Task item: Set the data down once more, in full and exactly.

Data items:
++++++
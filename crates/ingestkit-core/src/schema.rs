use crate::error::{IngestError, Result};
use serde::{Deserialize, Serialize};
use std::collections::HashSet;
use std::fmt;

/// Declared shape of a dataset: either required field names or a field count
#[derive(Debug, Clone, PartialEq, Eq, Serialize, Deserialize)]
#[serde(untagged)]
pub enum Schema {
    /// Fields that must be present. Extra observed fields are tolerated.
    Fields(Vec<String>),
    /// Exact number of fields expected
    Count(usize),
}

impl Schema {
    /// Build a field schema, dropping duplicate names but keeping first-seen order
    pub fn fields<I, S>(names: I) -> Self
    where
        I: IntoIterator<Item = S>,
        S: Into<String>,
    {
        let mut seen = HashSet::new();
        let fields = names
            .into_iter()
            .map(Into::into)
            .filter(|name: &String| seen.insert(name.clone()))
            .collect();
        Schema::Fields(fields)
    }

    pub fn count(n: usize) -> Self {
        Schema::Count(n)
    }

    /// Validate observed field names against this schema
    pub fn validate<S: AsRef<str>>(&self, observed: &[S]) -> ValidationOutcome {
        validate(self, observed)
    }
}

impl fmt::Display for Schema {
    fn fmt(&self, f: &mut fmt::Formatter<'_>) -> fmt::Result {
        match self {
            Schema::Fields(fields) => write!(f, "[{}]", fields.join(", ")),
            Schema::Count(n) => write!(f, "{} field(s)", n),
        }
    }
}

/// Why an observed set of fields failed validation
#[derive(Debug, Clone, PartialEq, Eq, Serialize)]
pub enum Mismatch {
    /// Required fields absent from the observed set, in schema order
    MissingFields { missing: Vec<String> },
    FieldCount { expected: usize, observed: usize },
}

impl fmt::Display for Mismatch {
    fn fmt(&self, f: &mut fmt::Formatter<'_>) -> fmt::Result {
        match self {
            Mismatch::MissingFields { missing } => {
                write!(f, "missing field(s): {}", missing.join(", "))
            }
            Mismatch::FieldCount { expected, observed } => {
                write!(f, "expected {} field(s), found {}", expected, observed)
            }
        }
    }
}

#[derive(Debug, Clone, PartialEq, Eq)]
pub enum ValidationOutcome {
    Pass,
    Fail(Mismatch),
}

impl ValidationOutcome {
    pub fn is_pass(&self) -> bool {
        matches!(self, ValidationOutcome::Pass)
    }

    /// Turn a failed outcome into a `SchemaMismatch` error carrying the schema
    pub fn into_result(self, schema: &Schema) -> Result<()> {
        match self {
            ValidationOutcome::Pass => Ok(()),
            ValidationOutcome::Fail(mismatch) => Err(IngestError::SchemaMismatch {
                mismatch,
                schema: schema.clone(),
            }),
        }
    }
}

/// Check observed field names against a schema.
///
/// A count schema passes iff the number of observed fields matches exactly.
/// A field schema passes iff every declared field was observed.
pub fn validate<S: AsRef<str>>(schema: &Schema, observed: &[S]) -> ValidationOutcome {
    match schema {
        Schema::Count(expected) => {
            if observed.len() == *expected {
                ValidationOutcome::Pass
            } else {
                ValidationOutcome::Fail(Mismatch::FieldCount {
                    expected: *expected,
                    observed: observed.len(),
                })
            }
        }
        Schema::Fields(fields) => {
            let present: HashSet<&str> = observed.iter().map(AsRef::as_ref).collect();
            let missing: Vec<String> = fields
                .iter()
                .filter(|f| !present.contains(f.as_str()))
                .cloned()
                .collect();

            if missing.is_empty() {
                ValidationOutcome::Pass
            } else {
                ValidationOutcome::Fail(Mismatch::MissingFields { missing })
            }
        }
    }
}

#[cfg(test)]
mod tests {
    use super::*;

    #[test]
    fn test_fields_exact_match_passes() {
        let schema = Schema::fields(["id", "name"]);
        assert!(schema.validate(&["name", "id"]).is_pass());
    }

    #[test]
    fn test_fields_superset_passes() {
        let schema = Schema::fields(["id", "name"]);
        assert!(schema.validate(&["id", "name", "email", "age"]).is_pass());
    }

    #[test]
    fn test_fields_missing_reported_in_schema_order() {
        let schema = Schema::fields(["id", "name", "email"]);
        let outcome = schema.validate(&["name"]);

        assert_eq!(
            outcome,
            ValidationOutcome::Fail(Mismatch::MissingFields {
                missing: vec!["id".to_string(), "email".to_string()]
            })
        );
    }

    #[test]
    fn test_empty_field_schema_always_passes() {
        let schema = Schema::fields(Vec::<String>::new());
        assert!(schema.validate::<&str>(&[]).is_pass());
        assert!(schema.validate(&["anything"]).is_pass());
    }

    #[test]
    fn test_count_schema() {
        let schema = Schema::count(3);
        assert!(schema.validate(&["a", "b", "c"]).is_pass());
        assert_eq!(
            schema.validate(&["a", "b"]),
            ValidationOutcome::Fail(Mismatch::FieldCount {
                expected: 3,
                observed: 2
            })
        );
        assert!(!schema.validate(&["a", "b", "c", "d"]).is_pass());
    }

    #[test]
    fn test_duplicate_fields_collapsed() {
        let schema = Schema::fields(["id", "id", "name"]);
        assert_eq!(
            schema,
            Schema::Fields(vec!["id".to_string(), "name".to_string()])
        );
    }

    #[test]
    fn test_into_result_carries_schema() {
        let schema = Schema::fields(["id"]);
        let err = schema.validate(&["name"]).into_result(&schema).unwrap_err();

        match err {
            IngestError::SchemaMismatch { mismatch, schema: s } => {
                assert_eq!(
                    mismatch,
                    Mismatch::MissingFields {
                        missing: vec!["id".to_string()]
                    }
                );
                assert_eq!(s, schema);
            }
            other => panic!("unexpected error: {other}"),
        }
    }

    #[test]
    fn test_schema_deserializes_from_list_or_count() {
        let fields: Schema = serde_json::from_str(r#"["id", "name"]"#).unwrap();
        assert_eq!(fields, Schema::fields(["id", "name"]));

        let count: Schema = serde_json::from_str("4").unwrap();
        assert_eq!(count, Schema::count(4));
    }

    #[test]
    fn test_display() {
        assert_eq!(Schema::fields(["id", "name"]).to_string(), "[id, name]");
        assert_eq!(Schema::count(2).to_string(), "2 field(s)");
    }
}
++++++
Problem solution:
filename crates/ingestkit-core/src/schema.rs
use crate::error::{IngestError, Result};
use serde::{Deserialize, Serialize};
use std::collections::HashSet;
use std::fmt;

/// Declared shape of a dataset: either required field names or a field count
#[derive(Debug, Clone, PartialEq, Eq, Serialize, Deserialize)]
#[serde(untagged)]
pub enum Schema {
    /// Fields that must be present. Extra observed fields are tolerated.
    Fields(Vec<String>),
    /// Exact number of fields expected
    Count(usize),
}

impl Schema {
    /// Build a field schema, dropping duplicate names but keeping first-seen order
    pub fn fields<I, S>(names: I) -> Self
    where
        I: IntoIterator<Item = S>,
        S: Into<String>,
    {
        let mut seen = HashSet::new();
        let fields = names
            .into_iter()
            .map(Into::into)
            .filter(|name: &String| seen.insert(name.clone()))
            .collect();
        Schema::Fields(fields)
    }

    pub fn count(n: usize) -> Self {
        Schema::Count(n)
    }

    /// Validate observed field names against this schema
    pub fn validate<S: AsRef<str>>(&self, observed: &[S]) -> ValidationOutcome {
        validate(self, observed)
    }
}

impl fmt::Display for Schema {
    fn fmt(&self, f: &mut fmt::Formatter<'_>) -> fmt::Result {
        match self {
            Schema::Fields(fields) => write!(f, "[{}]", fields.join(", ")),
            Schema::Count(n) => write!(f, "{} field(s)", n),
        }
    }
}

/// Why an observed set of fields failed validation
#[derive(Debug, Clone, PartialEq, Eq, Serialize)]
pub enum Mismatch {
    /// Required fields absent from the observed set, in schema order
    MissingFields { missing: Vec<String> },
    FieldCount { expected: usize, observed: usize },
}

impl fmt::Display for Mismatch {
    fn fmt(&self, f: &mut fmt::Formatter<'_>) -> fmt::Result {
        match self {
            Mismatch::MissingFields { missing } => {
                write!(f, "missing field(s): {}", missing.join(", "))
            }
            Mismatch::FieldCount { expected, observed } => {
                write!(f, "expected {} field(s), found {}", expected, observed)
            }
        }
    }
}

#[derive(Debug, Clone, PartialEq, Eq)]
pub enum ValidationOutcome {
    Pass,
    Fail(Mismatch),
}

impl ValidationOutcome {
    pub fn is_pass(&self) -> bool {
        matches!(self, ValidationOutcome::Pass)
    }

    /// Turn a failed outcome into a `SchemaMismatch` error carrying the schema
    pub fn into_result(self, schema: &Schema) -> Result<()> {
        match self {
            ValidationOutcome::Pass => Ok(()),
            ValidationOutcome::Fail(mismatch) => Err(IngestError::SchemaMismatch {
                mismatch,
                schema: schema.clone(),
            }),
        }
    }
}

/// Check observed field names against a schema.
///
/// A count schema passes iff the number of observed fields matches exactly.
/// A field schema passes iff every declared field was observed.
pub fn validate<S: AsRef<str>>(schema: &Schema, observed: &[S]) -> ValidationOutcome {
    match schema {
        Schema::Count(expected) => {
            if observed.len() == *expected {
                ValidationOutcome::Pass
            } else {
                ValidationOutcome::Fail(Mismatch::FieldCount {
                    expected: *expected,
                    observed: observed.len(),
                })
            }
        }
        Schema::Fields(fields) => {
            let present: HashSet<&str> = observed.iter().map(AsRef::as_ref).collect();
            let missing: Vec<String> = fields
                .iter()
                .filter(|f| !present.contains(f.as_str()))
                .cloned()
                .collect();

            if missing.is_empty() {
                ValidationOutcome::Pass
            } else {
                ValidationOutcome::Fail(Mismatch::MissingFields { missing })
            }
        }
    }
}

#[cfg(test)]
mod tests {
    use super::*;

    #[test]
    fn test_fields_exact_match_passes() {
        let schema = Schema::fields(["id", "name"]);
        assert!(schema.validate(&["name", "id"]).is_pass());
    }

    #[test]
    fn test_fields_superset_passes() {
        let schema = Schema::fields(["id", "name"]);
        assert!(schema.validate(&["id", "name", "email", "age"]).is_pass());
    }

    #[test]
    fn test_fields_missing_reported_in_schema_order() {
        let schema = Schema::fields(["id", "name", "email"]);
        let outcome = schema.validate(&["name"]);

        assert_eq!(
            outcome,
            ValidationOutcome::Fail(Mismatch::MissingFields {
                missing: vec!["id".to_string(), "email".to_string()]
            })
        );
    }

    #[test]
    fn test_empty_field_schema_always_passes() {
        let schema = Schema::fields(Vec::<String>::new());
        assert!(schema.validate::<&str>(&[]).is_pass());
        assert!(schema.validate(&["anything"]).is_pass());
    }

    #[test]
    fn test_count_schema() {
        let schema = Schema::count(3);
        assert!(schema.validate(&["a", "b", "c"]).is_pass());
        assert_eq!(
            schema.validate(&["a", "b"]),
            ValidationOutcome::Fail(Mismatch::FieldCount {
                expected: 3,
                observed: 2
            })
        );
        assert!(!schema.validate(&["a", "b", "c", "d"]).is_pass());
    }

    #[test]
    fn test_duplicate_fields_collapsed() {
        let schema = Schema::fields(["id", "id", "name"]);
        assert_eq!(
            schema,
            Schema::Fields(vec!["id".to_string(), "name".to_string()])
        );
    }

    #[test]
    fn test_into_result_carries_schema() {
        let schema = Schema::fields(["id"]);
        let err = schema.validate(&["name"]).into_result(&schema).unwrap_err();

        match err {
            IngestError::SchemaMismatch { mismatch, schema: s } => {
                assert_eq!(
                    mismatch,
                    Mismatch::MissingFields {
                        missing: vec!["id".to_string()]
                    }
                );
                assert_eq!(s, schema);
            }
            other => panic!("unexpected error: {other}"),
        }
    }

    #[test]
    fn test_schema_deserializes_from_list_or_count() {
        let fields: Schema = serde_json::from_str(r#"["id", "name"]"#).unwrap();
        assert_eq!(fields, Schema::fields(["id", "name"]));

        let count: Schema = serde_json::from_str("4").unwrap();
        assert_eq!(count, Schema::count(4));
    }

    #[test]
    fn test_display() {
        assert_eq!(Schema::fields(["id", "name"]).to_string(), "[id, name]");
        assert_eq!(Schema::count(2).to_string(), "2 field(s)");
    }
}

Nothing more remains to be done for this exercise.